A pity you didn't attend SIGGRAPH / HPG where there were a few talks showing just how many times bigger a performance-equivalent programmable unit was compared to the fixed-function implementation.
That's comparing apples and oranges. Of course a unit which can do anything is much bigger. A fixed-function units is a waste of hardware except for the times you can have it do the one single thing it was designed for, and can be a bottleneck at other times.

So what was your point anyway? Everything should be fixed-function and GPUs are heading in the completely wrong direction?

Did those talks take SIMD into account? It makes programmable units many times more powerful, at a relatively low hardware cost. It is what has made it perfectly feasible for GPUs to become highly programmable thus far. Also, a lot of things can be optimized with a handful of new instructions. The area required for these new instructions is often negligible when you already have the rest of the programmable cores as a framework.

There's no point in having smaller units anyway.
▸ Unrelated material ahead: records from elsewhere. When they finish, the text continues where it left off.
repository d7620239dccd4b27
pub mod config;
pub mod database;
pub mod error;
pub mod extractor;
pub mod middleware;
pub mod openapi;
mod category_handler;

pub use category_handler::*;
Today's GPUs have massive amounts of fully programmable computing power, but they start running into the bandwidth wall. Future architectures can have lots more computing power, and will be completely bandwidth limited. So you can choose between programmable functionality and be bandwidth limited, or fixed-function and be bandwidth limited. Not a hard pick.
 
They should just be generic SIMD operations. Texturing is little more than a generic mipmap LOD calculation, a generic texel address calculation, a generic gather operation, and a generic filter operation. All of this can and has been done in shaders already. Likewise programmable rasterization is currently a hot topic in graphics research.
From what I've gathered not so much in application research but from common sense is that processor designs are much more power focused than area focused.
I didn't say area is an issue.
With even smaller process geometries, you get an increasing amount of transistors per area (in effect: per dollar), but less improvement in calculations per watt. So, unless you're in a business that does not care about power (yet), you might already be designing to meet specific power targets rather than specific area targets. IOW you deliberately spend more area because you know that your processor cannot switch all it's gates (in the cores) at once in your power target anyway.
None of this implies that fixed-function is the solution.
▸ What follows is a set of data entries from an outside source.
use std::sync::Arc;

use chrono::Utc;

use crate::core::error::{AppError, Result};
use crate::features::works::dtos::UpdateWorkDto;
use crate::features::works::models::{NewWork, Work};
use crate::features::works::repositories::WorkStore;
use crate::shared::constants::DEFAULT_CONFIG_JSON;

fn require(value: &str, field: &str) -> Result<()> {
    if value.trim().is_empty() {
        return Err(AppError::Validation(format!("{} is required", field)));
    }
    Ok(())
}

/// Service for work operations
pub struct WorkService {
    store: Arc<dyn WorkStore>,
}

impl WorkService {
    pub fn new(store: Arc<dyn WorkStore>) -> Self {
        Self { store }
    }

    /// List every work, archived ones included
    pub async fn list_all(&self) -> Result<Vec<Work>> {
        self.store.fetch_all().await
    }

    pub async fn get(&self, work_id: &str) -> Result<Option<Work>> {
        self.store.fetch_by_id(work_id).await
    }

    /// Create a work. Optional fields fall back to their column defaults.
    pub async fn create(&self, data: NewWork) -> Result<Work> {
        require(&data.work_id, "Work id")?;
        require(&data.work_name, "Work name")?;
        require(&data.category, "Category")?;
        require(&data.version, "Version")?;
        require(&data.streamlit_page, "Page path")?;

        let now = Utc::now();
        let work = Work {
            work_slug: data.work_slug.unwrap_or_else(|| data.work_id.clone()),
            work_id: data.work_id,
            work_name: data.work_name,
            category: data.category,
            subcategory: data.subcategory.unwrap_or_default(),
            status: data.status,
            version: data.version,
            is_latest: data.is_latest.unwrap_or(true),
            description: data.description.unwrap_or_default(),
            short_description: data.short_description.unwrap_or_default(),
            image_preview_url: data.image_preview_url.unwrap_or_default(),
            created_date: now,
            updated_date: now,
            activated_date: data.activated_date,
            archived_date: data.archived_date,
            streamlit_page: data.streamlit_page,
            config_json: data
                .config_json
                .unwrap_or_else(|| DEFAULT_CONFIG_JSON.to_string()),
            notes: data.notes.unwrap_or_default(),
            tags: data.tags.unwrap_or_default(),
        };

        self.store.insert(&work).await?;

        tracing::info!("Work '{}' created with id {}", work.work_name, work.work_id);
        Ok(work)
    }

    /// Update the supplied fields of a work and stamp `updated_date`
    pub async fn update(&self, work_id: &str, changes: UpdateWorkDto) -> Result<Work> {
        for (value, field) in [
            (&changes.work_name, "Work name"),
            (&changes.category, "Category"),
            (&changes.version, "Version"),
            (&changes.streamlit_page, "Page path"),
        ] {
            if let Some(value) = value {
                require(value, field)?;
            }
        }

        let affected = self.store.update(work_id, &changes, Utc::now()).await?;
        if affected == 0 {
            return Err(AppError::NotFound(format!("Work '{}' not found", work_id)));
        }

        tracing::info!("Work '{}' updated", work_id);

        self.store
            .fetch_by_id(work_id)
            .await?
            .ok_or_else(|| AppError::NotFound(format!("Work '{}' not found", work_id)))
    }

    /// Archive a work. Re-archiving keeps the original `archived_date`.
    pub async fn archive(&self, work_id: &str) -> Result<()> {
        let affected = self.store.archive(work_id, Utc::now()).await?;
        if affected == 0 {
            return Err(AppError::NotFound(format!("Work '{}' not found", work_id)));
        }

        tracing::info!("Work '{}' archived", work_id);
        Ok(())
    }
}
You're right that calculations per Watt doesn't increase at the same rate as transistor count, but it still increases at a very substantial rate. In particular, it increases faster than bandwidth, at all levels. And this brings us back to power. Moving data around costs more power than performing operations on it. So no matter how power efficient a fixed-function unit is, sending data to it from a programmable core and back eventually costs more than performing the same operations with a few instructions.
 
I was under the (laymans) impression, that fixed function hardware is more efficient in almost every way except area than fully programmable units.
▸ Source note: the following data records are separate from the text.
use std::sync::Arc;

use axum::{
    extract::{Path, State},
    http::StatusCode,
    Json,
};
use validator::Validate;

use crate::core::error::{AppError, Result};
use crate::core::extractor::AppJson;
use crate::features::auth::AdminSession;
use crate::features::categories::dtos::{
    CategoryResponseDto, CreateCategoryDto, UpdateCategoryDto,
};
use crate::features::categories::models::NewCategory;
use crate::features::categories::services::CategoryService;
use crate::shared::constants::CATEGORY_ICONS;
use crate::shared::ids::generate_category_id;
use crate::shared::types::{ApiResponse, Meta};

/// List active categories
#[utoipa::path(
    get,
    path = "/api/admin/categories",
    responses(
        (status = 200, description = "Active categories by display order", body = ApiResponse<Vec<CategoryResponseDto>>),
        (status = 401, description = "Unauthorized")
    ),
    tag = "categories",
    security(
        ("bearer_auth" = [])
    )
)]
pub async fn list_categories(
    _session: AdminSession,
    State(service): State<Arc<CategoryService>>,
) -> Result<Json<ApiResponse<Vec<CategoryResponseDto>>>> {
    let categories: Vec<CategoryResponseDto> = service
        .list_active()
        .await?
        .into_iter()
        .map(Into::into)
        .collect();
    let total = categories.len() as i64;

    Ok(Json(ApiResponse::success(
        Some(categories),
        None,
        Some(Meta { total }),
    )))
}

/// Icons selectable for a category
#[utoipa::path(
    get,
    path = "/api/admin/categories/icons",
    responses(
        (status = 200, description = "Selectable icons", body = ApiResponse<Vec<String>>),
        (status = 401, description = "Unauthorized")
    ),
    tag = "categories",
    security(
        ("bearer_auth" = [])
    )
)]
pub async fn list_category_icons(_session: AdminSession) -> Json<ApiResponse<Vec<String>>> {
    let icons: Vec<String> = CATEGORY_ICONS.iter().map(|icon| icon.to_string()).collect();
    Json(ApiResponse::success(Some(icons), None, None))
}

/// Get a category by id
#[utoipa::path(
    get,
    path = "/api/admin/categories/{id}",
    params(
        ("id" = String, Path, description = "Category id")
    ),
    responses(
        (status = 200, description = "Category found", body = ApiResponse<CategoryResponseDto>),
        (status = 404, description = "Category not found")
    ),
    tag = "categories",
    security(
        ("bearer_auth" = [])
    )
)]
pub async fn get_category(
    _session: AdminSession,
    State(service): State<Arc<CategoryService>>,
    Path(id): Path<String>,
) -> Result<Json<ApiResponse<CategoryResponseDto>>> {
    let category = service
        .get(&id)
        .await?
        .ok_or_else(|| AppError::NotFound(format!("Category '{}' not found", id)))?;

    Ok(Json(ApiResponse::success(Some(category.into()), None, None)))
}

/// Create a category; its id is derived from the name
#[utoipa::path(
    post,
    path = "/api/admin/categories",
    request_body = CreateCategoryDto,
    responses(
        (status = 201, description = "Category created", body = ApiResponse<CategoryResponseDto>),
        (status = 400, description = "Validation error"),
        (status = 409, description = "Generated id already taken")
    ),
    tag = "categories",
    security(
        ("bearer_auth" = [])
    )
)]
pub async fn create_category(
    _session: AdminSession,
    State(service): State<Arc<CategoryService>>,
    AppJson(dto): AppJson<CreateCategoryDto>,
) -> Result<(StatusCode, Json<ApiResponse<CategoryResponseDto>>)> {
    dto.validate()
        .map_err(|e| AppError::Validation(e.to_string()))?;

    let category_name = dto.category_name.trim().to_string();
    let category_id = generate_category_id(&category_name)?;

    let category = service
        .create(NewCategory {
            category_id,
            category_name,
            category_icon: dto.category_icon,
            display_order: dto.display_order,
        })
        .await?;

    Ok((
        StatusCode::CREATED,
        Json(ApiResponse::success(
            Some(category.into()),
            Some("Category created".to_string()),
            None,
        )),
    ))
}

/// Update the supplied fields of a category
#[utoipa::path(
    put,
    path = "/api/admin/categories/{id}",
    params(
        ("id" = String, Path, description = "Category id")
    ),
    request_body = UpdateCategoryDto,
    responses(
        (status = 200, description = "Category updated", body = ApiResponse<CategoryResponseDto>),
        (status = 400, description = "Validation error"),
        (status = 404, description = "Category not found")
    ),
    tag = "categories",
    security(
        ("bearer_auth" = [])
    )
)]
pub async fn update_category(
    _session: AdminSession,
    State(service): State<Arc<CategoryService>>,
    Path(id): Path<String>,
    AppJson(dto): AppJson<UpdateCategoryDto>,
) -> Result<Json<ApiResponse<CategoryResponseDto>>> {
    dto.validate()
        .map_err(|e| AppError::Validation(e.to_string()))?;

    let category = service.update(&id, dto).await?;
    Ok(Json(ApiResponse::success(
        Some(category.into()),
        Some("Category updated".to_string()),
        None,
    )))
}

/// Archive a category. It no longer appears in the active listing.
#[utoipa::path(
    post,
    path = "/api/admin/categories/{id}/archive",
    params(
        ("id" = String, Path, description = "Category id")
    ),
    responses(
        (status = 200, description = "Category archived"),
        (status = 404, description = "Category not found")
    ),
    tag = "categories",
    security(
        ("bearer_auth" = [])
    )
)]
pub async fn archive_category(
    _session: AdminSession,
    State(service): State<Arc<CategoryService>>,
    Path(id): Path<String>,
) -> Result<Json<ApiResponse<()>>> {
    service.archive(&id).await?;
    Ok(Json(ApiResponse::success(
        None,
        Some("Category archived".to_string()),
        None,
    )))
}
Moving data around in a programmable core seems also not unproblematic, since you'll be moving data from ultra-high-speed registers to cache and vice versa (at the said ultra high speeds). With texture data whose latency can be hidden, you only need 1/4th of the data to move into the programmable cores (i.e. the bilinear filtered sample instead of the raw data) at the very energy intensive speed.

But surely there are more knowledgeable people than me to judge this. I'll just lean back and look at the trends in current power efficient hardware and upcoming generations.
 
Fixed function hardware should be more area efficient. Assuming you can power the programmable hardware a primary tradeoff becomes how often is the function needed.
 
GPUs have steadily ditched many dedicated hardware blocks for various functions and effects, to keep only the most critical stages of the pipeline we still see today -- primitive setup and rasterization, texturing, pixel writes/blends, etc. Functional units are cheap now, with the advancement of the manufacturing process and the billions of transistors that can be crammed in a midrange chip, maintaining custom hardware logic is not a problem. Data movement and availability is what makes or break a design now. Anyone -- big and small -- can do fine grained power and clock gating of different parts of a chip, depending on the load type, but few can overcome the bandwidth limitations and the power drain of moving too much data in and out.
 
Fixed function hardware should be more area efficient.
I meant from a global point of view: FF units add area to the whole chip, most of the time more so than enabling their functionality inside of programmable units.
 
GPUs haven't "ditched" any significant FF HW in ages.
Several works at HPG/SIGGRAPH this year actually show renewed interest in adding FF HW from a few hardware/IP vendors, to not mention the ever increasing amount of FF HW present on mobile SoCs.
 
Moving data around in a programmable core seems also not unproblematic, since you'll be moving data from ultra-high-speed registers to cache and vice versa (at the said ultra high speeds). With texture data whose latency can be hidden, you only need 1/4th of the data to move into the programmable cores (i.e. the bilinear filtered sample instead of the raw data) at the very energy intensive speed.
The texture units are also fed from a cache. So you can't reduce the overall data movement by shifting the problem to a fixed-function unit.

In several years from now for any given TDP you can have more programmable computing power than what you can feed with data. So there's no point in having fixed-function units. It may still sound reasonable now, just to increase the battery life even more or reduce the cost, but in the future it would be as insane as suggesting to go back to a Direct3D 7 architecture for the same reasons. Fully programmable hardware enables new possibilities that will eventually make current hardware look very restrictive.
 
GPUs haven't "ditched" any significant FF HW in ages.
I wouldn't call it ditching, but the fast evolution from fixed-function OpenGL ES 1.x to highly programmable OpenGL ES 3.0 does mean that proportionally ever less hardware is spent on fixed-function units. Project Logan, aka Mobile Kepler, also shows that desktop-level functionality isn't a major issue for power restricted designs.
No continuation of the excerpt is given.